EXERCISE DETAILS: Copy out every line of the data where the word "under" is found.

Records excerpted from a collection:

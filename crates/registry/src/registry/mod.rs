use std::rc::Rc;

use rustc_hash::FxHashMap;

use crate::bridge::{BridgeHandle, BridgeResolver, RemovalExecutor};
use crate::config::RegistryConfig;
use crate::entry::CleanupEntry;
use crate::error::CleanupError;
use crate::handle::WeakHandle;
use crate::node::{CleanupDelegate, CleanupSender, OwnerKey, VisualNode};

mod partition;


use partition::partition;

/// Options for [`CleanupRegistry::register_with`].
///
/// Unset flags fall back to the registry's [`RegisterDefaults`](crate::RegisterDefaults).
#[derive(Debug, Clone, Default)]
pub struct RegisterOptions {
	/// Dependents tracked in addition to the delegate's own node.
	pub dependents: Vec<WeakHandle<dyn VisualNode>>,
	/// Append the delegate's own node when it is also a visual node.
	pub include_self: Option<bool>,
	/// Proceed with cleanup when the delegate is gone.
	pub proceed_when_delegate_absent: Option<bool>,
}

impl RegisterOptions {
	pub fn new() -> Self {
		Self::default()
	}

	#[must_use]
	pub fn dependents(mut self, dependents: Vec<WeakHandle<dyn VisualNode>>) -> Self {
		self.dependents = dependents;
		self
	}

	#[must_use]
	pub fn include_self(mut self, include_self: bool) -> Self {
		self.include_self = Some(include_self);
		self
	}

	#[must_use]
	pub fn proceed_when_delegate_absent(mut self, proceed: bool) -> Self {
		self.proceed_when_delegate_absent = Some(proceed);
		self
	}
}

/// Result of a successful [`CleanupRegistry::notify_cleanup`] call.
#[derive(Debug, Clone, PartialEq, Eq)]
pub enum CleanupOutcome {
	/// No entry was registered under the key.
	NotRegistered,
	/// The delegate, or the absent-delegate policy, declined cleanup.
	Vetoed,
	/// The owner's dependents were removed and its entry evicted.
	Completed(CleanupReport),
}

impl CleanupOutcome {
	pub fn is_completed(&self) -> bool {
		matches!(self, Self::Completed(_))
	}

	pub fn report(&self) -> Option<&CleanupReport> {
		match self {
			Self::Completed(report) => Some(report),
			_ => None,
		}
	}
}

/// Summary of one completed cleanup.
#[derive(Debug, Clone, PartialEq, Eq)]
pub struct CleanupReport {
	/// Owner that was cleaned up.
	pub key: OwnerKey,
	/// Number of plain nodes handed to the removal executor.
	pub removed: usize,
	/// Nested owners whose cleanup call returned without error.
	pub cascaded: Vec<OwnerKey>,
	/// Nested owners whose cleanup failed and that are still registered.
	pub restored: Vec<OwnerKey>,
}

/// Directory of owners and the dependents detached when they go away.
///
/// One registry is constructed per host and passed to whatever triggers
/// cleanup. All operations run on the host's UI thread.
pub struct CleanupRegistry {
	entries: FxHashMap<OwnerKey, CleanupEntry>,
	bridge: Option<BridgeHandle>,
	resolver: Box<dyn BridgeResolver>,
	executor: Box<dyn RemovalExecutor>,
	config: RegistryConfig,
}

impl CleanupRegistry {
	/// Creates an empty registry with the default configuration.
	pub fn new(resolver: impl BridgeResolver + 'static, executor: impl RemovalExecutor + 'static) -> Self {
		Self::with_config(resolver, executor, RegistryConfig::default())
	}

	/// Creates an empty registry with an explicit configuration.
	pub fn with_config(
		resolver: impl BridgeResolver + 'static,
		executor: impl RemovalExecutor + 'static,
		config: RegistryConfig,
	) -> Self {
		Self {
			entries: FxHashMap::default(),
			bridge: None,
			resolver: Box::new(resolver),
			executor: Box::new(executor),
			config,
		}
	}

	pub fn config(&self) -> &RegistryConfig {
		&self.config
	}

	/// Host bridge cached by the first successful resolution, if any.
	pub fn bridge(&self) -> Option<BridgeHandle> {
		self.bridge
	}

	/// Registers `delegate` with `dependents`, using the configured defaults
	/// for the remaining flags.
	pub fn register<D>(&mut self, delegate: &Rc<D>, dependents: Vec<WeakHandle<dyn VisualNode>>)
	where
		D: CleanupDelegate + 'static,
	{
		self.register_with(delegate, RegisterOptions::new().dependents(dependents));
	}

	/// Registers `delegate`, replacing any entry under the same key.
	///
	/// Registration never merges: the new entry holds exactly the dependents
	/// given here, plus the delegate's own node when `include_self` applies.
	pub fn register_with<D>(&mut self, delegate: &Rc<D>, options: RegisterOptions)
	where
		D: CleanupDelegate + 'static,
	{
		let delegate: Rc<dyn CleanupDelegate> = delegate.clone();
		let key = delegate.cleanup_key();
		self.ensure_bridge(&*delegate);

		let include_self = options.include_self.unwrap_or(self.config.defaults.include_self);
		let proceed = options
			.proceed_when_delegate_absent
			.unwrap_or(self.config.defaults.proceed_when_delegate_absent);

		let mut dependents = options.dependents;
		if include_self && let Some(node) = delegate.clone().as_visual_node() {
			dependents.push(WeakHandle::new(&node));
		}

		let entry = CleanupEntry::new(key, Some(WeakHandle::new(&delegate)), dependents, proceed);
		let dependents = entry.dependents().len();
		let replaced = self.entries.insert(key, entry).is_some();

		if self.config.trace.registry {
			tracing::trace!(%key, dependents, replaced, "registered cleanup owner");
		}
	}

	/// Withdraws `delegate`'s entry without notifying anyone.
	///
	/// Returns the removed entry, or `None` if the delegate was not registered.
	pub fn unregister(&mut self, delegate: &dyn CleanupDelegate) -> Option<CleanupEntry> {
		let key = delegate.cleanup_key();
		let removed = self.entries.remove(&key);
		if self.config.trace.registry {
			tracing::trace!(%key, removed = removed.is_some(), "unregistered cleanup owner");
		}
		removed
	}

	pub fn get_entry(&self, key: OwnerKey) -> Option<&CleanupEntry> {
		self.entries.get(&key)
	}

	pub fn contains(&self, key: OwnerKey) -> bool {
		self.entries.contains_key(&key)
	}

	pub fn len(&self) -> usize {
		self.entries.len()
	}

	pub fn is_empty(&self) -> bool {
		self.entries.is_empty()
	}

	/// Registered keys in no particular order.
	pub fn keys(&self) -> impl Iterator<Item = OwnerKey> + '_ {
		self.entries.keys().copied()
	}

	/// Cleans up `key`'s dependents and cascades into nested owners.
	///
	/// Unknown keys and vetoed requests are successful no-ops. The only error
	/// is a removal failure for `key`'s own plain nodes, in which case the
	/// registry is left exactly as it was. Nested owners that fail are
	/// restored and reported in [`CleanupReport::restored`].
	pub fn notify_cleanup(&mut self, key: OwnerKey, sender: CleanupSender) -> Result<CleanupOutcome, CleanupError> {
		let Some(entry) = self.entries.get(&key) else {
			if self.config.trace.cleanup {
				tracing::trace!(%key, ?sender, "cleanup requested for unregistered owner");
			}
			return Ok(CleanupOutcome::NotRegistered);
		};

		let delegate = entry.delegate();
		let approved = match &delegate {
			Some(delegate) => delegate.on_cleanup_request(sender, entry),
			None => entry.proceed_when_delegate_absent(),
		};
		if !approved {
			if self.config.trace.cleanup {
				tracing::debug!(%key, ?sender, delegate_alive = delegate.is_some(), "cleanup vetoed");
			}
			return Ok(CleanupOutcome::Vetoed);
		}

		let split = partition(entry, delegate.as_ref());
		let worklist: Vec<CleanupEntry> = split
			.nested
			.iter()
			.filter_map(|nested| self.entries.get(nested).cloned())
			.collect();

		if self.config.trace.cleanup {
			tracing::debug!(
				%key,
				?sender,
				plain = split.plain.len(),
				nested = worklist.len(),
				"cleaning up owner"
			);
		}

		self.remove_plain(key, &split.plain)?;

		if let Some(delegate) = &delegate {
			delegate.on_cleanup_complete(self);
		}
		self.entries.remove(&key);

		let mut report = CleanupReport {
			key,
			removed: split.plain.len(),
			cascaded: Vec::new(),
			restored: Vec::new(),
		};
		drop(split);

		for nested in worklist {
			let nested_key = nested.key();
			match self.notify_cleanup(nested_key, sender) {
				Ok(_) => report.cascaded.push(nested_key),
				Err(error) => {
					tracing::warn!(parent = %key, nested = %nested_key, %error, "nested cleanup failed; restoring entry");
					// Later siblings must see the entry again.
					self.entries.entry(nested_key).or_insert(nested);
					report.restored.push(nested_key);
				}
			}
		}
		// A sibling may have cleaned up a restored owner after all.
		report.restored.retain(|restored| self.entries.contains_key(restored));

		if self.config.trace.cleanup {
			tracing::trace!(%key, cascaded = report.cascaded.len(), restored = report.restored.len(), "cleanup completed");
		}

		Ok(CleanupOutcome::Completed(report))
	}

	fn ensure_bridge(&mut self, delegate: &dyn CleanupDelegate) {
		if self.bridge.is_some() {
			return;
		}
		self.bridge = self.resolver.resolve(delegate);
		if self.config.trace.registry {
			tracing::trace!(key = %delegate.cleanup_key(), bridge = ?self.bridge, "resolved host bridge");
		}
	}

	fn remove_plain(&mut self, key: OwnerKey, plain: &[Rc<dyn VisualNode>]) -> Result<(), CleanupError> {
		let Some(bridge) = self.bridge else {
			return Err(CleanupError::BridgeUnresolved { key });
		};
		if plain.is_empty() {
			return Ok(());
		}
		self.executor
			.remove_nodes(bridge, plain)
			.map_err(|source| CleanupError::Removal { key, source })
	}
}
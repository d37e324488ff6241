use serde::Deserialize;

use crate::error::ConfigError;

/// Registry configuration.
///
/// Every field has a default, so an empty document is a valid config:
///
/// ```toml
/// [trace]
/// registry = true
/// cleanup = true
///
/// [defaults]
/// include_self = true
/// proceed_when_delegate_absent = false
/// ```
#[derive(Debug, Clone, Default, PartialEq, Eq, Deserialize)]
#[serde(default, deny_unknown_fields)]
pub struct RegistryConfig {
	pub trace: TraceFlags,
	pub defaults: RegisterDefaults,
}

impl RegistryConfig {
	/// Parses a config from TOML text.
	pub fn from_toml_str(text: &str) -> Result<Self, ConfigError> {
		Ok(toml::from_str(text)?)
	}
}

/// Debug tracing toggles. Both are off by default.
#[derive(Debug, Clone, Copy, Default, PartialEq, Eq, Deserialize)]
#[serde(default, deny_unknown_fields)]
pub struct TraceFlags {
	/// Trace register/unregister and bridge resolution.
	pub registry: bool,
	/// Trace the steps of each cleanup cascade.
	pub cleanup: bool,
}

/// Registration defaults used when [`RegisterOptions`](crate::RegisterOptions)
/// leaves a flag unset.
#[derive(Debug, Clone, Copy, PartialEq, Eq, Deserialize)]
#[serde(default, deny_unknown_fields)]
pub struct RegisterDefaults {
	/// Append the delegate's own node to its dependents.
	pub include_self: bool,
	/// Proceed with cleanup when the delegate is gone.
	pub proceed_when_delegate_absent: bool,
}

impl Default for RegisterDefaults {
	fn default() -> Self {
		Self {
			include_self: true,
			proceed_when_delegate_absent: true,
		}
	}
}
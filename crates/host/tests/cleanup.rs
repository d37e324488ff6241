use std::any::Any;
use std::cell::{Cell, RefCell};
use std::rc::Rc;

use cascade_host::{HostRemover, ViewTree};
use cascade_registry::{
	BridgeHandle, CleanupDelegate, CleanupEntry, CleanupError, CleanupRegistry, CleanupSender, FixedResolver, HostViewId,
	NodeTag, OwnerKey, RegisterOptions, RemovalError, ResolverChain, VisualNode, weak_node,
};
use pretty_assertions::assert_eq;

const MAIN: BridgeHandle = BridgeHandle(1);
const POPUP: BridgeHandle = BridgeHandle(2);

struct Label {
	tag: NodeTag,
	view: HostViewId,
}

impl VisualNode for Label {
	fn tag(&self) -> NodeTag {
		self.tag
	}

	fn host_id(&self) -> Option<HostViewId> {
		Some(self.view)
	}
}

/// A screen owns a host view and the labels placed inside it.
struct Screen {
	key: OwnerKey,
	view: HostViewId,
	session: BridgeHandle,
	completed: Cell<bool>,
}

impl CleanupDelegate for Screen {
	fn cleanup_key(&self) -> OwnerKey {
		self.key
	}

	fn on_cleanup_request(&self, _: CleanupSender, _: &CleanupEntry) -> bool {
		true
	}

	fn on_cleanup_complete(&self, _: &CleanupRegistry) {
		self.completed.set(true);
	}

	fn as_visual_node(self: Rc<Self>) -> Option<Rc<dyn VisualNode>> {
		Some(self)
	}

	fn as_any(&self) -> Option<&dyn Any> {
		Some(self)
	}
}

impl VisualNode for Screen {
	fn tag(&self) -> NodeTag {
		NodeTag(self.view.0)
	}

	fn host_id(&self) -> Option<HostViewId> {
		Some(self.view)
	}

	fn as_delegate(self: Rc<Self>) -> Option<Rc<dyn CleanupDelegate>> {
		Some(self)
	}
}

struct Harness {
	tree: Rc<RefCell<ViewTree>>,
	registry: CleanupRegistry,
}

impl Harness {
	fn new() -> Self {
		let _ = tracing_subscriber::fmt().with_test_writer().try_init();
		let tree = Rc::new(RefCell::new(ViewTree::new()));
		tree.borrow_mut().open_session(MAIN);
		tree.borrow_mut().open_session(POPUP);
		let resolver = ResolverChain::new(FixedResolver(MAIN)).with_typed(|screen: &Screen| Some(screen.session));
		let registry = CleanupRegistry::new(resolver, HostRemover::new(tree.clone()));
		Self { tree, registry }
	}

	fn screen(&self, key: u64, session: BridgeHandle, parent: Option<HostViewId>) -> Rc<Screen> {
		let mut tree = self.tree.borrow_mut();
		let parent = parent.or_else(|| tree.root(session)).unwrap();
		let view = tree.insert(session, parent).unwrap();
		Rc::new(Screen {
			key: OwnerKey(key),
			view,
			session,
			completed: Cell::new(false),
		})
	}

	fn label(&self, session: BridgeHandle, parent: HostViewId) -> Rc<Label> {
		let view = self.tree.borrow_mut().insert(session, parent).unwrap();
		Rc::new(Label { tag: NodeTag(view.0), view })
	}

	fn alive(&self, view: HostViewId) -> bool {
		self.tree.borrow().contains(view)
	}
}

#[test]
fn cascade_detaches_views_across_owners() {
	let mut h = Harness::new();
	let root = h.tree.borrow().root(MAIN).unwrap();
	let outer = h.screen(1, MAIN, None);
	let title = h.label(MAIN, outer.view);
	let inner = h.screen(2, MAIN, Some(root));
	let body = h.label(MAIN, inner.view);

	h.registry.register(&outer, vec![weak_node(&title), weak_node(&inner)]);
	h.registry.register(&inner, vec![weak_node(&body)]);
	assert_eq!(h.registry.bridge(), Some(MAIN));

	let outcome = h.registry.notify_cleanup(OwnerKey(1), CleanupSender::Navigation).unwrap();

	assert_eq!(outcome.report().unwrap().cascaded, vec![OwnerKey(2)]);
	for view in [outer.view, title.view, inner.view, body.view] {
		assert!(!h.alive(view), "{view:?} should be detached");
	}
	assert!(outer.completed.get());
	assert!(inner.completed.get());
	assert!(h.registry.is_empty());
	assert_eq!(h.tree.borrow().children(root), &[] as &[HostViewId]);
}

#[test]
fn views_inside_detached_subtrees_are_not_errors() {
	let mut h = Harness::new();
	let screen = h.screen(1, MAIN, None);
	let label = h.label(MAIN, screen.view);

	// Detaching the screen first releases the label's view with it.
	h.registry.register_with(
		&screen,
		RegisterOptions::new()
			.dependents(vec![weak_node(&screen), weak_node(&label)])
			.include_self(false),
	);

	let outcome = h.registry.notify_cleanup(OwnerKey(1), CleanupSender::Owner).unwrap();
	assert_eq!(outcome.report().unwrap().removed, 2);
	assert!(!h.alive(screen.view));
	assert!(!h.alive(label.view));
}

#[test]
fn unknown_host_views_are_skipped() {
	let mut h = Harness::new();
	let screen = h.screen(1, MAIN, None);
	let ghost = Rc::new(Label {
		tag: NodeTag(999),
		view: HostViewId(999),
	});
	let len_before = h.tree.borrow().len();

	h.registry.register(&screen, vec![weak_node(&ghost)]);
	let outcome = h.registry.notify_cleanup(OwnerKey(1), CleanupSender::Owner).unwrap();

	assert_eq!(outcome.report().unwrap().removed, 2);
	assert!(!h.alive(screen.view));
	assert_eq!(h.tree.borrow().len(), len_before - 1);
	assert!(screen.completed.get());
}

#[test]
fn foreign_nested_owner_is_restored() {
	let mut h = Harness::new();
	let outer = h.screen(1, MAIN, None);
	let popup = h.screen(2, POPUP, None);
	let stray = h.label(POPUP, popup.view);

	h.registry.register(&outer, vec![weak_node(&popup)]);
	h.registry.register_with(&popup, RegisterOptions::new().dependents(vec![weak_node(&stray)]));
	let popup_entry = h.registry.get_entry(OwnerKey(2)).cloned().unwrap();

	let outcome = h.registry.notify_cleanup(OwnerKey(1), CleanupSender::Owner).unwrap();

	assert_eq!(outcome.report().unwrap().restored, vec![OwnerKey(2)]);
	assert!(!h.alive(outer.view));
	assert!(h.alive(popup.view));
	assert!(h.alive(stray.view));
	assert!(!popup.completed.get());
	assert_eq!(h.registry.get_entry(OwnerKey(2)), Some(&popup_entry));
}

#[test]
fn top_level_host_rejection_surfaces() {
	let mut h = Harness::new();
	let outer = h.screen(1, MAIN, None);
	let foreign = {
		let root = h.tree.borrow().root(POPUP).unwrap();
		h.label(POPUP, root)
	};

	h.registry.register(&outer, vec![weak_node(&foreign)]);
	let before = h.registry.get_entry(OwnerKey(1)).cloned().unwrap();

	let err = h.registry.notify_cleanup(OwnerKey(1), CleanupSender::Owner).unwrap_err();
	match &err {
		CleanupError::Removal {
			key,
			source: RemovalError::Rejected { tag, .. },
		} => {
			assert_eq!(*key, OwnerKey(1));
			assert_eq!(*tag, foreign.tag);
		}
		other => panic!("unexpected error: {other}"),
	}
	assert_eq!(h.registry.get_entry(OwnerKey(1)), Some(&before));
	assert!(h.alive(outer.view));
	assert!(!outer.completed.get());
}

ANSWER TO THE PROBLEM:
	/// No entry was registered under the key.
	/// Registers `delegate`, replacing any entry under the same key.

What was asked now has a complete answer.